Task objective –
Examine the entries below, count the lines holding the string "lexical", and respond with the number only.

Stored data:
__________________________________________________
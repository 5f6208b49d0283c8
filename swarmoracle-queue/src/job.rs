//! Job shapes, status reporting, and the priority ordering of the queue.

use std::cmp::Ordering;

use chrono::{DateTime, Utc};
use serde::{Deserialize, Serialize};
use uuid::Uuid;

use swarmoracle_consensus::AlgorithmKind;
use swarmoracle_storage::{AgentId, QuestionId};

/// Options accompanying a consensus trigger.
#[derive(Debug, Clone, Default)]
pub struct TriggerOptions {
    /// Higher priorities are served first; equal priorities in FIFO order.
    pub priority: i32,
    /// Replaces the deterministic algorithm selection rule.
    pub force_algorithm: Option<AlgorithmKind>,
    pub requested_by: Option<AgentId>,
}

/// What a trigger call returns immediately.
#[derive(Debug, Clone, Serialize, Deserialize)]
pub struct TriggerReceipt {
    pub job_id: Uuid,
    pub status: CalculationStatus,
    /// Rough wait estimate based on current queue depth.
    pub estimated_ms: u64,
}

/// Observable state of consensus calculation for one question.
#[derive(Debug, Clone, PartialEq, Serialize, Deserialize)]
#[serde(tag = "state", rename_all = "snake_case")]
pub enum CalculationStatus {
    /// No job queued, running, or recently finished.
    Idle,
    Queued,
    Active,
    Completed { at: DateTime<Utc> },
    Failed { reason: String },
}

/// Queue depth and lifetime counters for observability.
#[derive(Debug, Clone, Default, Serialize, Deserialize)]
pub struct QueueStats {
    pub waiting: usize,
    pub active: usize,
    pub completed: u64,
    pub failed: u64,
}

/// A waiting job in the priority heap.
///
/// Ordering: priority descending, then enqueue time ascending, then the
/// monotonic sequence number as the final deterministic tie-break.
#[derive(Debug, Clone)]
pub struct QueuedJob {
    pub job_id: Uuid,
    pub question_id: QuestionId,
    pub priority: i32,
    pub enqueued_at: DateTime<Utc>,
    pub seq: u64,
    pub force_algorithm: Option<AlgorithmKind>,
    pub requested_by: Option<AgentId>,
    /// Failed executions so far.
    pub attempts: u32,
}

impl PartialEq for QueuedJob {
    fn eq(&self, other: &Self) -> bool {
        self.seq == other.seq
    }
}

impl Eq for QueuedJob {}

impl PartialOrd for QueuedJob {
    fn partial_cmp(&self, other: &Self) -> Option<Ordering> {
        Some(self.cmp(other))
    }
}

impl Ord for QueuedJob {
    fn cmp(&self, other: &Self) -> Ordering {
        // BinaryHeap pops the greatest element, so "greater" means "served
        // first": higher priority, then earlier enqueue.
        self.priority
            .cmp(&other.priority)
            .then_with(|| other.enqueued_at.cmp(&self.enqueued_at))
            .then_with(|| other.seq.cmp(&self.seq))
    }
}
__________________________________________________
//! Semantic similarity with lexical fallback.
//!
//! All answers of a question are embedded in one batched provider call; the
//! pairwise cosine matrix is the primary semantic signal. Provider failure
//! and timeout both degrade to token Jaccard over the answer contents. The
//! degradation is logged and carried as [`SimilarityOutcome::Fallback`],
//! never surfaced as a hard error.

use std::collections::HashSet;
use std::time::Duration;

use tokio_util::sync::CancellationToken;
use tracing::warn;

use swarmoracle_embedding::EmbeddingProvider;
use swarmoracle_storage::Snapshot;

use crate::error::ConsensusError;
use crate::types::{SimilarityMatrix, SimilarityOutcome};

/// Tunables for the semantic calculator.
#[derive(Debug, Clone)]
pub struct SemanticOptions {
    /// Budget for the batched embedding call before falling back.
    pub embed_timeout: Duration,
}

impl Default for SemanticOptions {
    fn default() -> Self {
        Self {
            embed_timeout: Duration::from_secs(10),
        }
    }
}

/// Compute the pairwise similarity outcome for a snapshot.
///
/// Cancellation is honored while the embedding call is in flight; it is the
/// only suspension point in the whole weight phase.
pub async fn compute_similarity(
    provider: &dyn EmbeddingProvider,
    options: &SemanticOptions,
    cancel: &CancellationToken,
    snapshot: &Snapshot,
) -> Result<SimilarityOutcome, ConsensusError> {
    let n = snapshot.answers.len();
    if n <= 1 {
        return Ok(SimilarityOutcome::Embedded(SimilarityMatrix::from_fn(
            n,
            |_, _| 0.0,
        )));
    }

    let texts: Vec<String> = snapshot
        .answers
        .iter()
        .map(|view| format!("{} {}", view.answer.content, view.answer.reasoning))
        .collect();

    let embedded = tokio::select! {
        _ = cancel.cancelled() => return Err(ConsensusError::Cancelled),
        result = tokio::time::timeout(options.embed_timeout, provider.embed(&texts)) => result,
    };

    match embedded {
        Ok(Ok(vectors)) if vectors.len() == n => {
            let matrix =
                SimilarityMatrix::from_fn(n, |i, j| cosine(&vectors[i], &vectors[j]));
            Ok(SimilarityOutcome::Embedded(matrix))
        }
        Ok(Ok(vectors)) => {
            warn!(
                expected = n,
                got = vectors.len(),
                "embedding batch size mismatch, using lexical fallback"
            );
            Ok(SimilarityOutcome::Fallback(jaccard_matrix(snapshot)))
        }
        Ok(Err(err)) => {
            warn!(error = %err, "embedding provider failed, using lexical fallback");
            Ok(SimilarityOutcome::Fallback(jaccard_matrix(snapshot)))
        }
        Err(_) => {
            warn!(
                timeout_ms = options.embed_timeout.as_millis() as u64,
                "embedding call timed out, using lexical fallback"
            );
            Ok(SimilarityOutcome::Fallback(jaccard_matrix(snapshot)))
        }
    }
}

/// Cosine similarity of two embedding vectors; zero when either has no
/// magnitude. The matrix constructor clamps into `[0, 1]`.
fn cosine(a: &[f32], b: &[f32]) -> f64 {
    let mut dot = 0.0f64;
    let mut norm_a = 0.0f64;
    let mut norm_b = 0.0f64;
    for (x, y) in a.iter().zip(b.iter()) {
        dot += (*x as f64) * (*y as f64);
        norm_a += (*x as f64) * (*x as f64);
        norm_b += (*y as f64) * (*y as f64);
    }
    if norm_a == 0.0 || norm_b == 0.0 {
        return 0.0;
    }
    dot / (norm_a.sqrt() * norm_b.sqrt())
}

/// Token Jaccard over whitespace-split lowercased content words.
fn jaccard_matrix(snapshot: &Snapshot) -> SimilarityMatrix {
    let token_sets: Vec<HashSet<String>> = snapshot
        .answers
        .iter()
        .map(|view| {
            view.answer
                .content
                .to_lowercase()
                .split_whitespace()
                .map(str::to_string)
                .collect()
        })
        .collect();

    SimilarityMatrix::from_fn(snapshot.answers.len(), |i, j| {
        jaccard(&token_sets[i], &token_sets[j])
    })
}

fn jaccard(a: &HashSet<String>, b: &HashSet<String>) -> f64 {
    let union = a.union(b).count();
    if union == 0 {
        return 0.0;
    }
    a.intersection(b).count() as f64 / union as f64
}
__________________________________________________
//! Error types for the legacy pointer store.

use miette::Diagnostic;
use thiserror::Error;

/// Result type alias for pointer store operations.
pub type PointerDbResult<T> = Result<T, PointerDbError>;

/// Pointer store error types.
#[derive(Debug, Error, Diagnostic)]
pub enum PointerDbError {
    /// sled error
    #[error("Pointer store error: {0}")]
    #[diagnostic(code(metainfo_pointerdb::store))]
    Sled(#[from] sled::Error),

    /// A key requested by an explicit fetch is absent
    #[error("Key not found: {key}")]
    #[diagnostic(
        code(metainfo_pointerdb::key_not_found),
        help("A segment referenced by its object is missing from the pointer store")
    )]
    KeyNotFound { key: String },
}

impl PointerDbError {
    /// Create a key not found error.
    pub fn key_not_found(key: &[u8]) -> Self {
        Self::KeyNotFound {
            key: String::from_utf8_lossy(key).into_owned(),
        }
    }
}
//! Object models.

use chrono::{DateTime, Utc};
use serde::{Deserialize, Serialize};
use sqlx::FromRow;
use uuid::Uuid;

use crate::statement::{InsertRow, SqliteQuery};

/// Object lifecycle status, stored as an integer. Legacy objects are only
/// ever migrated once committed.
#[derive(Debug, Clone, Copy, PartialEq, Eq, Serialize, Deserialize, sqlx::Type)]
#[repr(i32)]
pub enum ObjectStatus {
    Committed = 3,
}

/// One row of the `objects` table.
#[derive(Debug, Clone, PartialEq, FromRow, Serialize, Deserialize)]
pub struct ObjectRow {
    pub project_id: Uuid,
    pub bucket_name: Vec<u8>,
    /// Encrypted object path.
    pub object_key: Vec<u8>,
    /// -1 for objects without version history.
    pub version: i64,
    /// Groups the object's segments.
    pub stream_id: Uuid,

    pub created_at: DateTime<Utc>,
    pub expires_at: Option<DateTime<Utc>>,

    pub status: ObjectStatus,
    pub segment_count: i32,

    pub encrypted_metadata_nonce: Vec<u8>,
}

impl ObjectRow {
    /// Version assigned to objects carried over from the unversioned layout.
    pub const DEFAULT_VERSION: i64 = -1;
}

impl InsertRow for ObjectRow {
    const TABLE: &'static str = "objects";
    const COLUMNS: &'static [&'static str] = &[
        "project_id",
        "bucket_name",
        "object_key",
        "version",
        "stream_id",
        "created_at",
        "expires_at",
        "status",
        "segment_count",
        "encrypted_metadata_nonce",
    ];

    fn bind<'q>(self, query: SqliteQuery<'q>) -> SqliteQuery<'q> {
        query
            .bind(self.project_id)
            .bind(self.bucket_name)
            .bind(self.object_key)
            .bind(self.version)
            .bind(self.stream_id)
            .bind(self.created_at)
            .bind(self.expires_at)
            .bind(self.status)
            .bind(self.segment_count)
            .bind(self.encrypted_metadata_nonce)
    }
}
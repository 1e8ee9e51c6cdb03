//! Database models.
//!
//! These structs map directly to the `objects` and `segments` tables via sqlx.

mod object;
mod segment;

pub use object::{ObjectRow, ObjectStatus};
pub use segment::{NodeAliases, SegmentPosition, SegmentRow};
__________________________________________________
Task answer –
4